• **REQUIRED ACTION**:
The lines below that include "DieselError" are to be found and copied.

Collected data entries
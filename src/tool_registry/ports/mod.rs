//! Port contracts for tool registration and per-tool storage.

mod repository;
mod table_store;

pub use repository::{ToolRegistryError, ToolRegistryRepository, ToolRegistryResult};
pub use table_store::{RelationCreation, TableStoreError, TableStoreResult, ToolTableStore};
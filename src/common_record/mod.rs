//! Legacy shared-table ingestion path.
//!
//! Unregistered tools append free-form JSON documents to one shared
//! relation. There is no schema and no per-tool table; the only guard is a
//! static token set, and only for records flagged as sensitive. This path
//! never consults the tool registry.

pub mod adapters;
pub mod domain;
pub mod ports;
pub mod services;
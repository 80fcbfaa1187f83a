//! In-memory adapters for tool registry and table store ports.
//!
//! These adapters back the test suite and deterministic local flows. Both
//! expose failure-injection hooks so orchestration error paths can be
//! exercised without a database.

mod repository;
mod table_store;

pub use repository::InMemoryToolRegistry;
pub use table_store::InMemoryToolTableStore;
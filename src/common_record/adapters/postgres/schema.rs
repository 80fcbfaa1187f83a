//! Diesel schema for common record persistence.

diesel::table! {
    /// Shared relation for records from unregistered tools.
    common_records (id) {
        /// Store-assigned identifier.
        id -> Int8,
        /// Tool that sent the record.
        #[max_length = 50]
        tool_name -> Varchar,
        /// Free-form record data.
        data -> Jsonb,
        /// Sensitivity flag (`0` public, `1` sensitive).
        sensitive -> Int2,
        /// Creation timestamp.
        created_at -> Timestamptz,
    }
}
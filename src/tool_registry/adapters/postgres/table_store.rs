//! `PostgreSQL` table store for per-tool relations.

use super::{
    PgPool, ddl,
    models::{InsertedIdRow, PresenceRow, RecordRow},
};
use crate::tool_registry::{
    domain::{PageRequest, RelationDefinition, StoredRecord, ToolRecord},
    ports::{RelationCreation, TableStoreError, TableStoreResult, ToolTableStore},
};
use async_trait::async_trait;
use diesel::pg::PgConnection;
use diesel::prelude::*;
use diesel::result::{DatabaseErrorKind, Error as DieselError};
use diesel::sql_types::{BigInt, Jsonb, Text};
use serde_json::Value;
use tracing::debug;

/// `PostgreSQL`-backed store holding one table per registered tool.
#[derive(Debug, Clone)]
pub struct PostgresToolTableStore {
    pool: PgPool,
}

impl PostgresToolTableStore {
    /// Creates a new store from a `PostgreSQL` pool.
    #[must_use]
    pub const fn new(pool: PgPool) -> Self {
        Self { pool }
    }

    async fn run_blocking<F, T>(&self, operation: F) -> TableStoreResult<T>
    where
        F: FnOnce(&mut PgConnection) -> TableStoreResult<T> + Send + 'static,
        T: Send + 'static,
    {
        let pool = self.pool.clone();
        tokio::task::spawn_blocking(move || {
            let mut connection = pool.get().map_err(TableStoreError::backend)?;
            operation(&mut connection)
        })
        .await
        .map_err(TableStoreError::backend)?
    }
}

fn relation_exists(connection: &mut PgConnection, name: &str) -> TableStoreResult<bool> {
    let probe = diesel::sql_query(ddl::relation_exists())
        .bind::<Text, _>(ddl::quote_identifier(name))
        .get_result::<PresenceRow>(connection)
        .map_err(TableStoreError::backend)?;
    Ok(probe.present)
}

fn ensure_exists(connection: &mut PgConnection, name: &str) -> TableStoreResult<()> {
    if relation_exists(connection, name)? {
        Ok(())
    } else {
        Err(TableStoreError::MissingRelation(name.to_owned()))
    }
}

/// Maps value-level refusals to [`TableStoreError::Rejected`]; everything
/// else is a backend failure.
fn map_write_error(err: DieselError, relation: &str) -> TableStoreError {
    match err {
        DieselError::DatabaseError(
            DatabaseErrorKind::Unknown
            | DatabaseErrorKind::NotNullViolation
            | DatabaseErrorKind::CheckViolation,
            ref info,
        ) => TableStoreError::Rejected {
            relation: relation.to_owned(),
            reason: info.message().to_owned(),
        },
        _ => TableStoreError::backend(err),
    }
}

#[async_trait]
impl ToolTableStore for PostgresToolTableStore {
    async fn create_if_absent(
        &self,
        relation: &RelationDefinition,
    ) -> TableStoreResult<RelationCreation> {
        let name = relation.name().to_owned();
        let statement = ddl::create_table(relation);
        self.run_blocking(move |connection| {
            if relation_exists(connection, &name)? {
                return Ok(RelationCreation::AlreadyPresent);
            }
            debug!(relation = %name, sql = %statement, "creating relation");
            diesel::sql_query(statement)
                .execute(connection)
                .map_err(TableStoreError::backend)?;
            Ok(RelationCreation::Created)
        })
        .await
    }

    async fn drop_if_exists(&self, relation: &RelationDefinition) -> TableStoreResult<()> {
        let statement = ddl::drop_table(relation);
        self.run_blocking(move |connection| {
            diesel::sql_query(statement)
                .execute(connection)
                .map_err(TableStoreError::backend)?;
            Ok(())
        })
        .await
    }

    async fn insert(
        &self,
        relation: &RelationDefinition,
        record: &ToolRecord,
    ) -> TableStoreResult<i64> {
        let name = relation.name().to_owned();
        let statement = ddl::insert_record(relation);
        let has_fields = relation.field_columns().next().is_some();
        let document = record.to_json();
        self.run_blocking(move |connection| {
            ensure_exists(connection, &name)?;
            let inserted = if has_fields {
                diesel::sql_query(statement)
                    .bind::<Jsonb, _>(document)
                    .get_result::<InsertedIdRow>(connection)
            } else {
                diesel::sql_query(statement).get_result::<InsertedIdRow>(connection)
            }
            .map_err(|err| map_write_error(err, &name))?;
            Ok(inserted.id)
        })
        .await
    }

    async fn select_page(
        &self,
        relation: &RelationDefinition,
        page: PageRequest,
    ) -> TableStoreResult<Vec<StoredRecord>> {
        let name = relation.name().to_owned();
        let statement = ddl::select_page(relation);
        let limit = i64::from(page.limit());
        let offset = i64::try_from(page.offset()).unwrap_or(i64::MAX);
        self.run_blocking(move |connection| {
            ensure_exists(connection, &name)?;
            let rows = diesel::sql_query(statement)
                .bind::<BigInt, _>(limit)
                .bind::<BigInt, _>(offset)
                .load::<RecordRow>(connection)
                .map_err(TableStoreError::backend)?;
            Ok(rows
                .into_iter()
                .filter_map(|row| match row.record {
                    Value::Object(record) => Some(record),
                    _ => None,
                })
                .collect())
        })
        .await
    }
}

• **TASK ANSWER**:
use diesel::result::{DatabaseErrorKind, Error as DieselError};
fn map_write_error(err: DieselError, relation: &str) -> TableStoreError {
        DieselError::DatabaseError(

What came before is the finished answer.